Let’s take a look at this in action. The screenshot below shows how a marketing analyst can quickly identify a group of customers for a win-back campaign. The system we’re using here is t-Data, OpenJaw’s new Big Data platform for travel retailers.
At the top of the screen are some Key Performance Indicators (KPI’s) that summarise the total number of customers in the customer base, their total spend in Euros for the past year, plus their average recency score, frequency score and monetary (we call it ‘spend’) score.
The bubble chart identifies five separate clusters of customers. To find these clusters of customers, t-Data’s clustering algorithm was run across the full base of 43,142 customers.
The most interesting cluster amongst these 5 clusters for a ‘Win-Back’ campaign is the group labelled ‘Risk of Churn / Big Spenders’. This group is important because although it represents a group of ‘churned’ or ‘about to churn’ customers, they were good customers in the past if we look at their spend profile (denoted by the size of the bubble).
Next step is to click on this cluster in the bubble chart and a filter will be applied to create your segment of win-back customers – in this case 11,053 customer per screenshot below.
#3 Micro-segmentation for personalised messaging
This segment can be further refined by choosing only those customers that have a frequency score greater than one i.e. are not ‘one-off’ customers. The demographic profile of this segment can also be examined, and if appropriate, used to split the win-back segment into separate sub-segments e.g. families / senior couples / millennials so that that different, tailored marketing messages can be delivered to each sub-segment.

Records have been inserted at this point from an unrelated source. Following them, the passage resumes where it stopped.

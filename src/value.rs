//! The `Value` contract and the `OrderedKey` total order used throughout
//! the tree (spec §3, §4.1).

use std::cmp::Ordering;
use std::fmt;

use serde::{Serialize, de::DeserializeOwned};

/// A 32-byte content hash, produced by hashing a chunk's serialized bytes.
///
/// Used both as the persisted identity of a chunk (the `Ref` target) and,
/// for hash-ordered keys, as the sort key itself.
#[derive(Clone, Copy, PartialEq, Eq, PartialOrd, Ord, Hash, Serialize, serde::Deserialize)]
pub struct ContentHash(pub [u8; 32]);

impl ContentHash {
    pub fn of_bytes(bytes: &[u8]) -> Self {
        ContentHash(*blake3::hash(bytes).as_bytes())
    }

    pub fn as_bytes(&self) -> &[u8; 32] {
        &self.0
    }
}

impl fmt::Debug for ContentHash {
    fn fmt(&self, f: &mut fmt::Formatter<'_>) -> fmt::Result {
        for b in &self.0[..4] {
            write!(f, "{:02x}", b)?;
        }
        write!(f, "…")
    }
}

/// Opaque, totally ordered, content-hashable item stored in leaves.
///
/// The core only ever needs `compare`/`equals` (via `Ord`/`PartialEq`) and a
/// deterministic byte serialization, `write_bytes`, fed to both the rolling
/// hasher (boundary detection) and the persistent chunk encoder. These two
/// uses must see bit-identical bytes — that is the "must be bit-identical"
/// requirement from §6.
pub trait Value: Ord + Clone + Send + Sync + 'static {
    fn write_bytes(&self, out: &mut Vec<u8>);
}

/// Blanket impl for any type with a stable postcard encoding. This is how
/// the crate gets `write_bytes` "for free" for the primitive types used in
/// tests and docs, while still letting a caller hand-roll `Value` for types
/// whose natural byte representation differs from their postcard encoding.
impl<T> Value for T
where
    T: Ord + Clone + Serialize + DeserializeOwned + Send + Sync + 'static,
{
    fn write_bytes(&self, out: &mut Vec<u8>) {
        // postcard's encoding is deterministic for a given value, which is
        // exactly what boundary detection and content-addressing need.
        if let Ok(bytes) = postcard::to_stdvec(self) {
            out.extend_from_slice(&bytes);
        }
    }
}

/// Either a value-ordered key (sorts by the wrapped value) or a
/// hash-ordered key (sorts by an out-of-band content hash) — spec §4.1.
///
/// Value-ordered keys precede hash-ordered keys; two same-kind keys compare
/// by their payload. This rule is arbitrary but must be identical between
/// peers reading the same persisted trees.
#[derive(Clone, Debug)]
pub enum OrderedKey<K> {
    Value(K),
    Hash(ContentHash),
}

impl<K> OrderedKey<K> {
    pub fn new(v: K) -> Self {
        OrderedKey::Value(v)
    }

    pub fn from_hash(h: ContentHash) -> Self {
        OrderedKey::Hash(h)
    }

    pub fn value(&self) -> Option<&K> {
        match self {
            OrderedKey::Value(v) => Some(v),
            OrderedKey::Hash(_) => None,
        }
    }

    pub fn is_hash_ordered(&self) -> bool {
        matches!(self, OrderedKey::Hash(_))
    }
}

impl<K: Ord> OrderedKey<K> {
    pub fn compare(&self, other: &Self) -> Ordering {
        match (self, other) {
            (OrderedKey::Value(a), OrderedKey::Value(b)) => a.cmp(b),
            (OrderedKey::Hash(a), OrderedKey::Hash(b)) => a.cmp(b),
            (OrderedKey::Value(_), OrderedKey::Hash(_)) => Ordering::Less,
            (OrderedKey::Hash(_), OrderedKey::Value(_)) => Ordering::Greater,
        }
    }
}

impl<K: Ord> PartialEq for OrderedKey<K> {
    fn eq(&self, other: &Self) -> bool {
        self.compare(other) == Ordering::Equal
    }
}
impl<K: Ord> Eq for OrderedKey<K> {}

impl<K: Ord> PartialOrd for OrderedKey<K> {
    fn partial_cmp(&self, other: &Self) -> Option<Ordering> {
        Some(self.compare(other))
    }
}
impl<K: Ord> Ord for OrderedKey<K> {
    fn cmp(&self, other: &Self) -> Ordering {
        self.compare(other)
    }
}

/// A handle to a persisted value: its content hash plus the tree height it
/// was written at. Dereferenced through a [`crate::store::ValueReader`].
#[derive(Clone, Copy, Debug, PartialEq, Eq)]
pub struct Ref {
    pub target_hash: ContentHash,
    pub height: u32,
}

The screenshot below shows how this can be done in t-Data by clicking on the ‘Family’ segment in the ‘Passenger Mix’ chart in the dashboard below to create a micro-segment of 2,653 customers.

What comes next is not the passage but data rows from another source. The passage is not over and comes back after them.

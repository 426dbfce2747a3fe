//! `Blob`: an indexed sequence of bytes, plus a non-reentrant streaming
//! reader over it — spec §4.7.

use std::fmt;
use std::sync::Arc;
use std::sync::atomic::{AtomicBool, AtomicU64, Ordering};

use crate::chunker::chunk_sequence;
use crate::cursor::SequenceCursor;
use crate::error::{BlobReaderError, CoreError};
use crate::hash::ChunkConfig;
use crate::schema::BlobSchema;
use crate::sequence::SequenceNode;
use crate::store::{ValueReader, ValueReadWriter};

use super::collect_all;

/// Seek relative to the start of the blob.
pub const SEEK_SET: u8 = 0;
/// Seek relative to the reader's current position.
pub const SEEK_CUR: u8 = 1;
/// Seek relative to the end of the blob.
pub const SEEK_END: u8 = 2;

pub struct Blob<R> {
    store: R,
    config: ChunkConfig,
    root: Arc<SequenceNode<BlobSchema>>,
}

impl<R> Blob<R>
where
    R: ValueReadWriter<SequenceNode<BlobSchema>>,
{
    pub fn new(store: R, config: ChunkConfig) -> Self {
        Blob {
            store,
            config,
            root: Arc::new(SequenceNode::Leaf(crate::sequence::LeafSequence::new(
                Vec::new(),
            ))),
        }
    }

    pub async fn from_bytes(
        store: R,
        config: ChunkConfig,
        bytes: impl IntoIterator<Item = u8>,
    ) -> Result<Self, CoreError> {
        let root = chunk_sequence(&store, config, bytes).await?;
        Ok(Blob { store, config, root })
    }

    pub fn len(&self) -> u64 {
        self.root.num_leaves()
    }

    pub fn is_empty(&self) -> bool {
        self.root.is_empty()
    }

    pub async fn get(&self, index: u64) -> Result<Option<u8>, CoreError> {
        if index >= self.len() {
            return Ok(None);
        }
        let cursor =
            SequenceCursor::new_cursor_at_index(self.root.clone(), index, &self.store).await?;
        Ok(cursor.current_item().copied())
    }

    pub async fn to_vec(&self) -> Result<Vec<u8>, CoreError> {
        collect_all(&self.root, &self.store).await
    }

    pub async fn splice(
        &mut self,
        start: u64,
        delete_count: u64,
        insert: Vec<u8>,
    ) -> Result<(), CoreError> {
        let mut bytes = self.to_vec().await?;
        let start = (start as usize).min(bytes.len());
        let end = (start + delete_count as usize).min(bytes.len());
        bytes.splice(start..end, insert);
        self.root = chunk_sequence(&self.store, self.config, bytes).await?;
        Ok(())
    }

    /// Wraps this blob's current root in a fresh, independent reader.
    pub fn reader(&self) -> BlobReader<R>
    where
        R: Clone,
    {
        BlobReader::new(self.root.clone(), self.store.clone())
    }

    pub fn store(&self) -> &R {
        &self.store
    }
}

impl<R> fmt::Debug for Blob<R> {
    fn fmt(&self, f: &mut fmt::Formatter<'_>) -> fmt::Result {
        f.debug_struct("Blob")
            .field("num_leaves", &self.root.num_leaves())
            .finish()
    }
}

/// A streaming reader with an absolute cursor position. Non-reentrant: a
/// second `read`/`seek` call made while one is already in flight on the same
/// reader fails with [`BlobReaderError::Busy`] rather than interleaving —
/// spec §4.7.
pub struct BlobReader<R> {
    store: R,
    root: Arc<SequenceNode<BlobSchema>>,
    pos: AtomicU64,
    busy: AtomicBool,
}

impl<R> BlobReader<R>
where
    R: ValueReader<SequenceNode<BlobSchema>>,
{
    pub fn new(root: Arc<SequenceNode<BlobSchema>>, store: R) -> Self {
        BlobReader {
            store,
            root,
            pos: AtomicU64::new(0),
            busy: AtomicBool::new(false),
        }
    }

    pub fn position(&self) -> u64 {
        self.pos.load(Ordering::Acquire)
    }

    fn acquire(&self) -> Result<(), BlobReaderError> {
        self.busy
            .compare_exchange(false, true, Ordering::AcqRel, Ordering::Acquire)
            .map(|_| ())
            .map_err(|_| BlobReaderError::Busy)
    }

    fn release(&self) {
        self.busy.store(false, Ordering::Release);
    }

    /// Moves the reader's position relative to `whence` — spec §4.7
    /// `seek(offset, whence)`. `whence` is one of [`SEEK_SET`], [`SEEK_CUR`],
    /// [`SEEK_END`]; `offset` may be negative (e.g. `seek(-100, SEEK_END)`
    /// seeks to 100 bytes before the end). Errors rather than wrapping if the
    /// resulting position would be negative. Returns the new absolute
    /// position.
    pub fn seek(&self, offset: i64, whence: u8) -> Result<u64, BlobReaderError> {
        self.acquire()?;
        let base: i64 = match whence {
            SEEK_SET => 0,
            SEEK_CUR => self.pos.load(Ordering::Acquire) as i64,
            SEEK_END => self.root.num_leaves() as i64,
            _ => {
                self.release();
                return Err(BlobReaderError::InvalidWhence(whence));
            }
        };
        let target = base.checked_add(offset).filter(|p| *p >= 0);
        let result = match target {
            Some(p) => {
                self.pos.store(p as u64, Ordering::Release);
                Ok(p as u64)
            }
            None => Err(BlobReaderError::NegativeSeek),
        };
        self.release();
        result
    }

    /// Fills `buf` with up to `buf.len()` bytes starting at the current
    /// position, advancing it by the number of bytes read. Returns `0` at
    /// end of blob.
    pub async fn read(&self, buf: &mut [u8]) -> Result<usize, BlobReaderError> {
        self.acquire()?;
        let result = self.read_locked(buf).await;
        self.release();
        result
    }

    async fn read_locked(&self, buf: &mut [u8]) -> Result<usize, BlobReaderError> {
        let total = self.root.num_leaves();
        let start = self.pos.load(Ordering::Acquire);
        if start >= total || buf.is_empty() {
            return Ok(0);
        }

        let mut cursor =
            SequenceCursor::new_cursor_at_index(self.root.clone(), start, &self.store).await?;
        let mut n = 0usize;
        while n < buf.len() && cursor.valid() {
            buf[n] = *cursor.current_item().expect("cursor.valid() guarantees an item");
            n += 1;
            if n == buf.len() {
                break;
            }
            if !cursor.advance(&self.store).await? {
                break;
            }
        }
        self.pos.fetch_add(n as u64, Ordering::AcqRel);
        Ok(n)
    }
}

#[cfg(test)]
mod tests {
    use super::*;
    use crate::store::memory::MemoryStore;

    #[tokio::test]
    async fn get_and_to_vec_round_trip() {
        let store = MemoryStore::new();
        let bytes: Vec<u8> = (0..400).map(|i| (i % 256) as u8).collect();
        let blob = Blob::from_bytes(store, ChunkConfig::default(), bytes.clone())
            .await
            .unwrap();
        assert_eq!(blob.len(), 400);
        assert_eq!(blob.get(10).await.unwrap(), Some(bytes[10]));
        assert_eq!(blob.to_vec().await.unwrap(), bytes);
    }

    #[tokio::test]
    async fn reader_reads_in_chunks_and_seeks() {
        let store = MemoryStore::new();
        let bytes: Vec<u8> = (0..200u16).map(|i| (i % 256) as u8).collect();
        let blob = Blob::from_bytes(store, ChunkConfig::default(), bytes.clone())
            .await
            .unwrap();
        let reader = blob.reader();

        let mut buf = [0u8; 50];
        let n = reader.read(&mut buf).await.unwrap();
        assert_eq!(n, 50);
        assert_eq!(&buf[..], &bytes[0..50]);

        reader.seek(100, SEEK_SET).unwrap();
        let n = reader.read(&mut buf).await.unwrap();
        assert_eq!(n, 50);
        assert_eq!(&buf[..], &bytes[100..150]);

        reader.seek(-10, SEEK_CUR).unwrap();
        assert_eq!(reader.position(), 140);

        reader.seek(-100, SEEK_END).unwrap();
        assert_eq!(reader.position(), 100);

        assert!(matches!(
            reader.seek(-1, SEEK_SET),
            Err(BlobReaderError::NegativeSeek)
        ));
    }
}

The last step is to take the segment and export it using t-Data’s DaaS (Data as a Service) tool to the system used to execute the win-back campaign. This will typically be an email marketing campaign tool, but could also be delivered to online channels such as social media or search platforms. Screenshot from t-Data below.
Where to next with supercharging your marketing campaigns?
The clustering algorithm used by t-Data described above created the bubble chart that identifies five separate clusters of customers. This algorithm is really a sophisticated form of descriptive analytics, described in detail in a previous article. Descriptive analytics is focused on past behaviours, and, as a result, it is a very useful (and valuable!) tool for marketing campaigns such as the win-back, because it can quickly and clearly separate churned, but valuable customers from new or loyal customers that require a different marketing campaign.
The next logical step is to identify which products different customers segments are likely to purchase. This is where predictive analytics and the power of propensity modelling come into play. Predictive analytics, as the name indicates, can be used to target individual customers based on predictions of their future behaviour. Propensity modelling uses sophisticated machine learning algorithms to predict what a customer is likely to do next, and deliver customised offers and personalised travel experiences that optimise conversion rates, media spend and revenue per customer.